**REQUIRED WORK**. Look through the data and write out every line with the word "deployment" in it.

Stored records

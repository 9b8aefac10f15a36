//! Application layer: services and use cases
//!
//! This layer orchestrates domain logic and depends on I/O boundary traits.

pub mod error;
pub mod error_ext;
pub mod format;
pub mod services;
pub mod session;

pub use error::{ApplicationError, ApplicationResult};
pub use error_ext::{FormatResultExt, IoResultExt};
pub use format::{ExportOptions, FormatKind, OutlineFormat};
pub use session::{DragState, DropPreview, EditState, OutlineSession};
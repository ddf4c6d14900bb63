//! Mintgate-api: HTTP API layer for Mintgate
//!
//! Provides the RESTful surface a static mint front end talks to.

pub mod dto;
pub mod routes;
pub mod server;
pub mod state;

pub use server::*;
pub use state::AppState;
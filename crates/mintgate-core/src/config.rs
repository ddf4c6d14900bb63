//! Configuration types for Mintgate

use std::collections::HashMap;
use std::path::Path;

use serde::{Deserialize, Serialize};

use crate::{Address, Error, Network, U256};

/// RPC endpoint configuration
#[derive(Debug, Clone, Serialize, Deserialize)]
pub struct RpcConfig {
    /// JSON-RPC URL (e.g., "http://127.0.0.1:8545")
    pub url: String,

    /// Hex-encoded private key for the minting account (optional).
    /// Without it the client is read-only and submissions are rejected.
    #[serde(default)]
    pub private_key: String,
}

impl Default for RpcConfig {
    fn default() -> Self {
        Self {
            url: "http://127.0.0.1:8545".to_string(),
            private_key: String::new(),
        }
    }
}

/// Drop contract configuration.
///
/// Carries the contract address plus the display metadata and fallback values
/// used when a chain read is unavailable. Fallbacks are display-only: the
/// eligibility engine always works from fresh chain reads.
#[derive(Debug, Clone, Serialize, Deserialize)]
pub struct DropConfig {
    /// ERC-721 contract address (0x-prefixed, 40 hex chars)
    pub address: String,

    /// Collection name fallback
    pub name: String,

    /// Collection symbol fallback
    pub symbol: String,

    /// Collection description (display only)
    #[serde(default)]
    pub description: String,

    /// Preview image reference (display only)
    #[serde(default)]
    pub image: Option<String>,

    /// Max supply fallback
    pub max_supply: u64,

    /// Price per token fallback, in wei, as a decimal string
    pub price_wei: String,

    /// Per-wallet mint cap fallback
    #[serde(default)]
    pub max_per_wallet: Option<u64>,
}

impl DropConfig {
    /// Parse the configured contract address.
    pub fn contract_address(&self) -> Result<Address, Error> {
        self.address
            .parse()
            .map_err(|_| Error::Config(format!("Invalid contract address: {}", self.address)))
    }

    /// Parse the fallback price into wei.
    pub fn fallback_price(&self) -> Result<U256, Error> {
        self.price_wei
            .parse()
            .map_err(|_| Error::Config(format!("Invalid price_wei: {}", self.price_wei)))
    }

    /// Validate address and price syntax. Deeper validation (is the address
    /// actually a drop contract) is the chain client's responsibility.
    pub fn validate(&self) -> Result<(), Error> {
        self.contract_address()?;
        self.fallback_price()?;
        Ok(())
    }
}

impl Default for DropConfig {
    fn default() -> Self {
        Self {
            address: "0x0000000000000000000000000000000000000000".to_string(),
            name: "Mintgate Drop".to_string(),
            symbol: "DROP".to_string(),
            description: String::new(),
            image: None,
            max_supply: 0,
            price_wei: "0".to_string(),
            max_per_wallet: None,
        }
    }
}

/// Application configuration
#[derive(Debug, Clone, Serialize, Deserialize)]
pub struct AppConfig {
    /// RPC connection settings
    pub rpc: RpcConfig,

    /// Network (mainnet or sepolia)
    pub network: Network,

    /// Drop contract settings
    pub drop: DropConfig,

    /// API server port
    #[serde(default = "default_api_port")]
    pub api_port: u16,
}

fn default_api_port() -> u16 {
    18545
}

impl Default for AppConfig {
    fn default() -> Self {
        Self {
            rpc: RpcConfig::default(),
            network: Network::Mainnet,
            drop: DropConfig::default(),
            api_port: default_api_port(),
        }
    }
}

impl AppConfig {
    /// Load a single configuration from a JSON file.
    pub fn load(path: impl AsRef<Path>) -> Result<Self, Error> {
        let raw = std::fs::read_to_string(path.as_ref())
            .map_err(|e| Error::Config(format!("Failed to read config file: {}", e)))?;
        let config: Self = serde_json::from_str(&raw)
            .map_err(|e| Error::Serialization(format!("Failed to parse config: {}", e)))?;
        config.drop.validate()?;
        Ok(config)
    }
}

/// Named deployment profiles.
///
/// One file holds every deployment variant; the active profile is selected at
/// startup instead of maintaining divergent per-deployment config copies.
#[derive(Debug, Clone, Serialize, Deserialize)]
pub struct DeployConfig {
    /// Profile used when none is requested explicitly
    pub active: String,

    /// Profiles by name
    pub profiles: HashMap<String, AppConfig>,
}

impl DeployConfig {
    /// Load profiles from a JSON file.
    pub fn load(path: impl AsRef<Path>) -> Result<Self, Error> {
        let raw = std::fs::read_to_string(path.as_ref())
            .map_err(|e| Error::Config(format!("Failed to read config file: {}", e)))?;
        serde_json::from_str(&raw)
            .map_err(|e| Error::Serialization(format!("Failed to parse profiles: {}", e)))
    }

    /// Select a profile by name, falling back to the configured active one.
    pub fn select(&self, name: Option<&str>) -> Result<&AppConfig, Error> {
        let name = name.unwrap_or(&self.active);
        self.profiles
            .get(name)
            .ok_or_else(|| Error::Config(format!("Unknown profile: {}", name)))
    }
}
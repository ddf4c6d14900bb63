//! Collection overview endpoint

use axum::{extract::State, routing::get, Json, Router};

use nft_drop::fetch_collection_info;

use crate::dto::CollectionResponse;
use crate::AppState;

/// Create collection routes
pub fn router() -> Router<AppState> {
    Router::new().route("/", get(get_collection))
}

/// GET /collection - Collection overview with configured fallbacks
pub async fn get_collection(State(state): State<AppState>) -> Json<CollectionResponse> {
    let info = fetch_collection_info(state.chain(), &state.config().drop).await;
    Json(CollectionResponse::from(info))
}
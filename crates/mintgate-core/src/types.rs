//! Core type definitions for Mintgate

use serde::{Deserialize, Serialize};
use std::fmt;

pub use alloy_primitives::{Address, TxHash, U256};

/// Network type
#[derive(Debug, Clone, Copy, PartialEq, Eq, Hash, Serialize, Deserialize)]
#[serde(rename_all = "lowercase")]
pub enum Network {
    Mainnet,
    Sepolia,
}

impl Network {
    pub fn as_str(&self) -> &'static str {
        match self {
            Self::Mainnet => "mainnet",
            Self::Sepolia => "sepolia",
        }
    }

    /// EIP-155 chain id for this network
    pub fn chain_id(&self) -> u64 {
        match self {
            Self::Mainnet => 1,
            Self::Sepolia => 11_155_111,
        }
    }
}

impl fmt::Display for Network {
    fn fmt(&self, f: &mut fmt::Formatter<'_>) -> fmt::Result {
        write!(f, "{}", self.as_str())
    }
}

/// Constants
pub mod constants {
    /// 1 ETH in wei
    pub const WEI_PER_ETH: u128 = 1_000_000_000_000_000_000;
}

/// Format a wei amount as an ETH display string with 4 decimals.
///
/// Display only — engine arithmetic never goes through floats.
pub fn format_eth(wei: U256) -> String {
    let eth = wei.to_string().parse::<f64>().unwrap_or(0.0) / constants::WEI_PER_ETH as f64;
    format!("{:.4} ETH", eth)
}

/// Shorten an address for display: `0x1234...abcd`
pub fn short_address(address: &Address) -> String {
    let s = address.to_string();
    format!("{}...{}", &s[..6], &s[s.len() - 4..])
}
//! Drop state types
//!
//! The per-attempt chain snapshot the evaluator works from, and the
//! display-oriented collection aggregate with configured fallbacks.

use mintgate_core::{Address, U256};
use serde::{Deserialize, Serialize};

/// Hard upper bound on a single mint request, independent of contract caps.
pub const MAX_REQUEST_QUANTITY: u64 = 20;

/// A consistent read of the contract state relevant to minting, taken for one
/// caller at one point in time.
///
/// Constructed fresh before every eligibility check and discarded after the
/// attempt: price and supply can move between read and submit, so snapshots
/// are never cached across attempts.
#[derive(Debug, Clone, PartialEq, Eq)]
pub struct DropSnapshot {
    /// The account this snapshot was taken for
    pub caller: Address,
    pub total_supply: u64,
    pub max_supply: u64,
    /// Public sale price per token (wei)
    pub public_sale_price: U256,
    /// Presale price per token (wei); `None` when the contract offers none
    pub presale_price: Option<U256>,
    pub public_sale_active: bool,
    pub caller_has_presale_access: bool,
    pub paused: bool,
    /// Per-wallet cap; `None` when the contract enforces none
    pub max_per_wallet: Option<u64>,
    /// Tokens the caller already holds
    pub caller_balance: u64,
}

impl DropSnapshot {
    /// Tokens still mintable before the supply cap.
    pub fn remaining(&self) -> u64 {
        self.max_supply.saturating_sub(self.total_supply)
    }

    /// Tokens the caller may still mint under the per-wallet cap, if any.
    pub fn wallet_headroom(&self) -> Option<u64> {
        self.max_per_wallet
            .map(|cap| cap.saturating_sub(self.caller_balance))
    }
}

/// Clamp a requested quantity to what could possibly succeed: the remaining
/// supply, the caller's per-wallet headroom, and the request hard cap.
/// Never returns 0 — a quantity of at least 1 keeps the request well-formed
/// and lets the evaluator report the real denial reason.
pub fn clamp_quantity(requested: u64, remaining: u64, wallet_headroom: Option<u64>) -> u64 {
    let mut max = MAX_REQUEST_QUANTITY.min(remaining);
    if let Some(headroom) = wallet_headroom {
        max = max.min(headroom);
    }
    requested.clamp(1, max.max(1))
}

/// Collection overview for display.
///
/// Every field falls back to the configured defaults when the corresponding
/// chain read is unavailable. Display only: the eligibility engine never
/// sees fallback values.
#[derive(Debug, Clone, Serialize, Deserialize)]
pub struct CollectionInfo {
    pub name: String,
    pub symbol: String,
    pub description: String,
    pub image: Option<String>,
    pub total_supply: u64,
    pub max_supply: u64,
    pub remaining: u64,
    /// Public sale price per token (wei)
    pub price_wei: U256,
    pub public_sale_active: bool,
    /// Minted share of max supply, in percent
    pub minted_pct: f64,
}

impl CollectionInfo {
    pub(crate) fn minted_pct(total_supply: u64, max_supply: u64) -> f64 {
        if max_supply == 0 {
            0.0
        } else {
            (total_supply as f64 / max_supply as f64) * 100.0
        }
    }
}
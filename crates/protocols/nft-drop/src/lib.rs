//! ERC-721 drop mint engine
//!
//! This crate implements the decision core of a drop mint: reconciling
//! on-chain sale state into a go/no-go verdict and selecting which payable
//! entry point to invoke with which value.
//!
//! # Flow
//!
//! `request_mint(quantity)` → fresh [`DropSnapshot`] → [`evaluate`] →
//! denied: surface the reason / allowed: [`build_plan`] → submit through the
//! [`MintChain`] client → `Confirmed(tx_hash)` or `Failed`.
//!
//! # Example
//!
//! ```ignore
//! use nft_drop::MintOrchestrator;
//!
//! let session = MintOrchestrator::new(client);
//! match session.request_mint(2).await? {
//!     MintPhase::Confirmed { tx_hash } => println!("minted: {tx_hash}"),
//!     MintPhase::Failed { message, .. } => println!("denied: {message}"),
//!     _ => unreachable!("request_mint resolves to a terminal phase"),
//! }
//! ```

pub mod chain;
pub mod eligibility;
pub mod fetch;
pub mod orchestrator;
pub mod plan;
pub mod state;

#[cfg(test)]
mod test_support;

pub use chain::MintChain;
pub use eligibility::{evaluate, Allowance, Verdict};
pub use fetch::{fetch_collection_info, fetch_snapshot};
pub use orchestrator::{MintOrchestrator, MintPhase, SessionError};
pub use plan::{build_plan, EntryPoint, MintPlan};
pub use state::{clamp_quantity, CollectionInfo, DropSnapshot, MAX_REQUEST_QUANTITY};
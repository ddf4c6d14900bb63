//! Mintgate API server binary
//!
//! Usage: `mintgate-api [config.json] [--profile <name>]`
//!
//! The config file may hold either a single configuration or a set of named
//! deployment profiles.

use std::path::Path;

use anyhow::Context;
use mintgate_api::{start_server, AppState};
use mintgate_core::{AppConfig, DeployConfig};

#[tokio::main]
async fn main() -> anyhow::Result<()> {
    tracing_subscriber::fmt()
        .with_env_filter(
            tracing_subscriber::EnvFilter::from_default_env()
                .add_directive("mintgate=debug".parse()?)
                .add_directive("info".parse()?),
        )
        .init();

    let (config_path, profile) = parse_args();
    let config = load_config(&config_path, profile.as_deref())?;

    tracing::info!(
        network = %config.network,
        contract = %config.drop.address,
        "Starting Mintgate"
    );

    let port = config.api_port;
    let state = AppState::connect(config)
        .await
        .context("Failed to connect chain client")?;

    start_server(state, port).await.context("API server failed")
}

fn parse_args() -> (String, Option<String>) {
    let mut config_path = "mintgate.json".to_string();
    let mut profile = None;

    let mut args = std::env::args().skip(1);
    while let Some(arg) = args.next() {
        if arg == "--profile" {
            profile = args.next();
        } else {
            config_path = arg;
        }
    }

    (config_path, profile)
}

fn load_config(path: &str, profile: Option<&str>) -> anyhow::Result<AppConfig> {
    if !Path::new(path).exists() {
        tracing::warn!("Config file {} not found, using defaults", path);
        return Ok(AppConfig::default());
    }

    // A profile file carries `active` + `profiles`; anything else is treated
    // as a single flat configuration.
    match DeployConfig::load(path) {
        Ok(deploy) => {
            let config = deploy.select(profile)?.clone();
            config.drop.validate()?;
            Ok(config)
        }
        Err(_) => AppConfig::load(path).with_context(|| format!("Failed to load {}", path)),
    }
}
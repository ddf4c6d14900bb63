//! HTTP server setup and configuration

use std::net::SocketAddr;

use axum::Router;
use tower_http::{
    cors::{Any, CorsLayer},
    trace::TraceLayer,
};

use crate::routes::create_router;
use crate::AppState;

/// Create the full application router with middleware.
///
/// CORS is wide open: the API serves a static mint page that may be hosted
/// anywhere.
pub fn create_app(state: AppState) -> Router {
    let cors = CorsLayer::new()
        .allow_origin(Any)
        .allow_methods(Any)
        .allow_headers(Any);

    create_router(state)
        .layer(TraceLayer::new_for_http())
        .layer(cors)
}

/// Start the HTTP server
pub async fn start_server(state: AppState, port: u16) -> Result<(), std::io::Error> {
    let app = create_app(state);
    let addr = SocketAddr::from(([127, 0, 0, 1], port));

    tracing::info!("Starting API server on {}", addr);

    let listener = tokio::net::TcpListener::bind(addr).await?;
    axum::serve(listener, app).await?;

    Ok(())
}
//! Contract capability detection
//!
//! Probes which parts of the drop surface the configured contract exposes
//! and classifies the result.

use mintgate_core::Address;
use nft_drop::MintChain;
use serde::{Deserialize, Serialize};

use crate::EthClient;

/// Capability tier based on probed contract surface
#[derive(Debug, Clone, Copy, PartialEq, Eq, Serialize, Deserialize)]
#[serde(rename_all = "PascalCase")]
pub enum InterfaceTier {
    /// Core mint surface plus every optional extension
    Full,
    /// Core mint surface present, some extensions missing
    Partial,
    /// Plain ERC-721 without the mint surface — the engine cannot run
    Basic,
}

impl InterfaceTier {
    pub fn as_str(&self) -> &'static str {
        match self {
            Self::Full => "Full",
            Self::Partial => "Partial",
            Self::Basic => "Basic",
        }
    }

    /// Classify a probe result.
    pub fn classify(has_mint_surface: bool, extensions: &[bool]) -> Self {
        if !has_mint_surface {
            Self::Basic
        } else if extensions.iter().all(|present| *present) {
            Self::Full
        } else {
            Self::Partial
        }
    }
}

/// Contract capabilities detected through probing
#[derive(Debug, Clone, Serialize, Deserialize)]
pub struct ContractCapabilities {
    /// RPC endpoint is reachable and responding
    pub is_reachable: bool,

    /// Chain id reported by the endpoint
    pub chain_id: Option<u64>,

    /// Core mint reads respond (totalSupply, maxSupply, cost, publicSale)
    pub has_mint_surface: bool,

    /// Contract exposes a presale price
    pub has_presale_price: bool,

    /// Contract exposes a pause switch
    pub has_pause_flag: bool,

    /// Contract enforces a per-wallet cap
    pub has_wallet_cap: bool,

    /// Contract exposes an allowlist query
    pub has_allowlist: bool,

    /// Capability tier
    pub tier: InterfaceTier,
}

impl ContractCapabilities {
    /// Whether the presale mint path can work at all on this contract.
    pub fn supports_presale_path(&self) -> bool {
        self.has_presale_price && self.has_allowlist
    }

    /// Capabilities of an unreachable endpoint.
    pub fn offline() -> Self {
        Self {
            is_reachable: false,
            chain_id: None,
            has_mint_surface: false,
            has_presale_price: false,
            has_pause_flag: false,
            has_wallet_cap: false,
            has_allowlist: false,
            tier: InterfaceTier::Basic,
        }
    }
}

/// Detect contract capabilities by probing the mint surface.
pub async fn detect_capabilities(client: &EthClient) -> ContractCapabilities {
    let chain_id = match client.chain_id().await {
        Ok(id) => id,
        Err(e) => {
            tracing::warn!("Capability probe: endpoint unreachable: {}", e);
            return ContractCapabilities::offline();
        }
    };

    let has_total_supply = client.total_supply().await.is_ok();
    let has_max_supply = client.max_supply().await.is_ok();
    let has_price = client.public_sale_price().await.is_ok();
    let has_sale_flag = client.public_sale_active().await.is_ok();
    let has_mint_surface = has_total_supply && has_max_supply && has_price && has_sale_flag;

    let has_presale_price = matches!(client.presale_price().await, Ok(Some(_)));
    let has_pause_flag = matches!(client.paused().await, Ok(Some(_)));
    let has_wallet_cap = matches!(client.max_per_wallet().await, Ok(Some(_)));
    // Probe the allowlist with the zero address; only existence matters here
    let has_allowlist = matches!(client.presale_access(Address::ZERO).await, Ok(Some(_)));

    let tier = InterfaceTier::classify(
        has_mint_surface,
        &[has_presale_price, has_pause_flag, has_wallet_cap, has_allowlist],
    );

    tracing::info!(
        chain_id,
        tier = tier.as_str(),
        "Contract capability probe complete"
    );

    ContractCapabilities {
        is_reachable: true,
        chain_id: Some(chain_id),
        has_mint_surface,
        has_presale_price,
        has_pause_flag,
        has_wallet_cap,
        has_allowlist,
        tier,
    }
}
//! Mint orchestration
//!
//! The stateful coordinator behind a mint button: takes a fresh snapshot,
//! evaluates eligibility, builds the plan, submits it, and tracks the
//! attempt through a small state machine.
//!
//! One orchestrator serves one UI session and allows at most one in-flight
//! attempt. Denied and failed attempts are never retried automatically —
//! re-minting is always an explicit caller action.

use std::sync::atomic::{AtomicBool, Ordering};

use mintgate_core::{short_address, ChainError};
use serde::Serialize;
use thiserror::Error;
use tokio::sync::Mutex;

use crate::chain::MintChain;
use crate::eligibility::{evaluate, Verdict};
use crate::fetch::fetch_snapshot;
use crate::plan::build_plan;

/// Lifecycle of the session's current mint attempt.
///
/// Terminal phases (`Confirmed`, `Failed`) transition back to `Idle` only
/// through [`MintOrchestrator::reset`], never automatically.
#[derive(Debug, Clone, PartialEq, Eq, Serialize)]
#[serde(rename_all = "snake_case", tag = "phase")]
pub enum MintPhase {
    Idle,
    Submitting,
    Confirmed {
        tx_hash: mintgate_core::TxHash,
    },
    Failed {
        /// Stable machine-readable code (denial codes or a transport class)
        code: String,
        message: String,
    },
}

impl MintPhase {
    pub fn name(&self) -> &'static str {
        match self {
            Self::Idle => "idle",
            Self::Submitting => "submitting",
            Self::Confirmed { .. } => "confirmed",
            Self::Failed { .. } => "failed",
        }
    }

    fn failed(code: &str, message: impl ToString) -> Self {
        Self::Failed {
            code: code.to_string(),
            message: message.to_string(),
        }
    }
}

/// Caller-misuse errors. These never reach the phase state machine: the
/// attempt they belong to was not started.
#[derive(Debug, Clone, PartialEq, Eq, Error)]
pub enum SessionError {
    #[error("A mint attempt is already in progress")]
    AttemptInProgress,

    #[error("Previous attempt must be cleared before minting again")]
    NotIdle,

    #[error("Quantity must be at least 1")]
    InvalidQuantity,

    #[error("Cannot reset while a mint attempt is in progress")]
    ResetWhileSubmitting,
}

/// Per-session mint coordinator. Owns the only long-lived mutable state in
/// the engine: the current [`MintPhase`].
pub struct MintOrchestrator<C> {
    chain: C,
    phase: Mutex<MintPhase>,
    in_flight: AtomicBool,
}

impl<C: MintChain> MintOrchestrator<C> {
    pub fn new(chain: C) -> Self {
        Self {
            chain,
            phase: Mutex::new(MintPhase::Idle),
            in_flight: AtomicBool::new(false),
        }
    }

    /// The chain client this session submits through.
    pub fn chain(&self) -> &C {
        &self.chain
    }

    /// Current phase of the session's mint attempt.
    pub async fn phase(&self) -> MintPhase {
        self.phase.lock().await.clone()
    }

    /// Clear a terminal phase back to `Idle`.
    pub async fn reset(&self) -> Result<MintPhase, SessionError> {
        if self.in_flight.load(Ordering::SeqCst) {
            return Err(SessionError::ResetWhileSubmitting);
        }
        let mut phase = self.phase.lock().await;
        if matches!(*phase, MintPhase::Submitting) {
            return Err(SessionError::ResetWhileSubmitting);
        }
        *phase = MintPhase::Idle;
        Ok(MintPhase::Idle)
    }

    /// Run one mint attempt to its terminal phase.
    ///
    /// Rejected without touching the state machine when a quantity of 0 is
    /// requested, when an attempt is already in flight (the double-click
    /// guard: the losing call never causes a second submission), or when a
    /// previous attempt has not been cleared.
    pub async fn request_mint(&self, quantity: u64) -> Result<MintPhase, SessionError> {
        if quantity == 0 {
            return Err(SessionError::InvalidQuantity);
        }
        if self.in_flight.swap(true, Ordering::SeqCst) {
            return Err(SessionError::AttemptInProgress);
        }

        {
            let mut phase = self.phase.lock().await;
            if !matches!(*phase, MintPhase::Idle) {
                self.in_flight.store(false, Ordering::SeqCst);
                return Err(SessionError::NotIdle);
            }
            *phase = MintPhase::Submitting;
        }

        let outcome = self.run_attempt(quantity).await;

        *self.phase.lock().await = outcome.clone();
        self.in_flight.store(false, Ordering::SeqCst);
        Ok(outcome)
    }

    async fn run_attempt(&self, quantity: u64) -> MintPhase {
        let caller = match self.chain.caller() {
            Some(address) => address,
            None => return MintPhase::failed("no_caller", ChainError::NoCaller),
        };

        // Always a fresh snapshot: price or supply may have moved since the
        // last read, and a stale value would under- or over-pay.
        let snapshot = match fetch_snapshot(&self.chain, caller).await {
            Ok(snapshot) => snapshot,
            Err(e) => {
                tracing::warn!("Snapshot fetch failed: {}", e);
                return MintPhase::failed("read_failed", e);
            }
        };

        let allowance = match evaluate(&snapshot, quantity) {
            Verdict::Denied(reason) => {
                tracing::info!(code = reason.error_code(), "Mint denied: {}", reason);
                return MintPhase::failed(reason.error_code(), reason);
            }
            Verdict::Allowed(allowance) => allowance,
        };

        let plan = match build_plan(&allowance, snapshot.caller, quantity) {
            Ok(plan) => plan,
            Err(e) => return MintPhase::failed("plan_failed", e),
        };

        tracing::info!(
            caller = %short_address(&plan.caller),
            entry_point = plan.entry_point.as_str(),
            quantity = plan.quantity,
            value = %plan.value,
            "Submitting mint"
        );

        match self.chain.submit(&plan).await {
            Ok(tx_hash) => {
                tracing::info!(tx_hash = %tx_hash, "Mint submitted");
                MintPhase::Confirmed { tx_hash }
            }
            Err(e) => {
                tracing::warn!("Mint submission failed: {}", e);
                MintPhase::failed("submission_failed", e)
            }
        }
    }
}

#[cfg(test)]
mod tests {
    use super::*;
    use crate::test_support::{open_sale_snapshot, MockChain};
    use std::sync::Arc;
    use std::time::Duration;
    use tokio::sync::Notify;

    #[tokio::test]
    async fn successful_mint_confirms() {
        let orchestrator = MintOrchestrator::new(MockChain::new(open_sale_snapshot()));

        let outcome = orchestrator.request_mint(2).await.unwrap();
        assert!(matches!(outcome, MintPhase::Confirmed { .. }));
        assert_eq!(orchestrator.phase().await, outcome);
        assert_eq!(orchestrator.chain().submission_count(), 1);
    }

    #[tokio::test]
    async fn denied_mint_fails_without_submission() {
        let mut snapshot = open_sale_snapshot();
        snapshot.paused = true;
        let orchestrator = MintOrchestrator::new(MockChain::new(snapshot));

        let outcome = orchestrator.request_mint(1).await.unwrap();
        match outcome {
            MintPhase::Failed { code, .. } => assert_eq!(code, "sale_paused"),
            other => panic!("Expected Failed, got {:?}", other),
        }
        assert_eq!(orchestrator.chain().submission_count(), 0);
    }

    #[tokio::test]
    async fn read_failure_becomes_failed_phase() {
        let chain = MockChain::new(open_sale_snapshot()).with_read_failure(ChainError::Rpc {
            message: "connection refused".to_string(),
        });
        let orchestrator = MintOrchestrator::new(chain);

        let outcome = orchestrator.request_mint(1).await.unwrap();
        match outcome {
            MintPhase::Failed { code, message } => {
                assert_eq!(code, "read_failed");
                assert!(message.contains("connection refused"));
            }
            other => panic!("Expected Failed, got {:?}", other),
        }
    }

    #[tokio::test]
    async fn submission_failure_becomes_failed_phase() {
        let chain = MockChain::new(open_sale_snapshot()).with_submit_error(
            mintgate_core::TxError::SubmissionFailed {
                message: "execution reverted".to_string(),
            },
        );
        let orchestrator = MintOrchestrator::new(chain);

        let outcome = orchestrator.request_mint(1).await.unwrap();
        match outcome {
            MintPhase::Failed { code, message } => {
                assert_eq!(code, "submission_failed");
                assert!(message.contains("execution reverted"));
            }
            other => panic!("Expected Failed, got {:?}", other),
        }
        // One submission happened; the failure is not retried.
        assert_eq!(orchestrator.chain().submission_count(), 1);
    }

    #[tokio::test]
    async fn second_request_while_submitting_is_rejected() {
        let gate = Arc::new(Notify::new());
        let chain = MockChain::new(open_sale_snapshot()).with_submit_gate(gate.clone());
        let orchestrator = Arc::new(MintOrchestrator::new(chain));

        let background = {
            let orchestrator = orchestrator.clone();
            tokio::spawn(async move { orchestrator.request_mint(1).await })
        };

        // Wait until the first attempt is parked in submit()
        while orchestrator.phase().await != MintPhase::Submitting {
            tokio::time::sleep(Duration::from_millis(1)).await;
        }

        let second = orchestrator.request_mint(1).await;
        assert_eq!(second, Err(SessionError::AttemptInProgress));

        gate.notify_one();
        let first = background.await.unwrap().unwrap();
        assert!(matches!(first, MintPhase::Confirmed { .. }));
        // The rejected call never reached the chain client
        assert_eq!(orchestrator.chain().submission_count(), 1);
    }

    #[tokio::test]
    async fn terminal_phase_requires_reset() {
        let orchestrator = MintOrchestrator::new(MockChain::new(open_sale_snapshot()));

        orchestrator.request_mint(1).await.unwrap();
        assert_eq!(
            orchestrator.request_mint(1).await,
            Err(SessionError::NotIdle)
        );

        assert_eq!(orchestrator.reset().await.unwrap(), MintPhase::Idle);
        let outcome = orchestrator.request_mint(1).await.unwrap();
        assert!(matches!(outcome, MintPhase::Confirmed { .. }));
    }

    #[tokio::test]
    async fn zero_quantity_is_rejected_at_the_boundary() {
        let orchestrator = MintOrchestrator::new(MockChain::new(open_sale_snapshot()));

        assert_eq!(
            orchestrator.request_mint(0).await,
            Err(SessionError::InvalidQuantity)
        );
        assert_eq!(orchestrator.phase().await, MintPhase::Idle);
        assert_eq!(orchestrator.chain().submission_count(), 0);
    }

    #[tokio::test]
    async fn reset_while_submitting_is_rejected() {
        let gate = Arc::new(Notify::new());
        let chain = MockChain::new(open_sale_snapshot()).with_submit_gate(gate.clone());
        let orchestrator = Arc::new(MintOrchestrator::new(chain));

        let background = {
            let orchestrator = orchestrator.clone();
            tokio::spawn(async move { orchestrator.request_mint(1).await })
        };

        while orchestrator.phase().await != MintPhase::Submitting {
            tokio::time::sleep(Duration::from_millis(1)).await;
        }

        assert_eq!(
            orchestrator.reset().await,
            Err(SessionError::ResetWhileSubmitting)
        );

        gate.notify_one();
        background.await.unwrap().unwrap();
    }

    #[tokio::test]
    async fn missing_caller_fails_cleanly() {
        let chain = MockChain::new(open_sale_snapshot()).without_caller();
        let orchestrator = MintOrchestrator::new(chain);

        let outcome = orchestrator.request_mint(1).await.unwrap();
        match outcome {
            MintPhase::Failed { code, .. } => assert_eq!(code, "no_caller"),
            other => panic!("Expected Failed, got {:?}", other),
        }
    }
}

**EXERCISE RESPONSE**.
/// Named deployment profiles.
/// One file holds every deployment variant; the active profile is selected at
/// startup instead of maintaining divergent per-deployment config copies.
//! deployment profiles.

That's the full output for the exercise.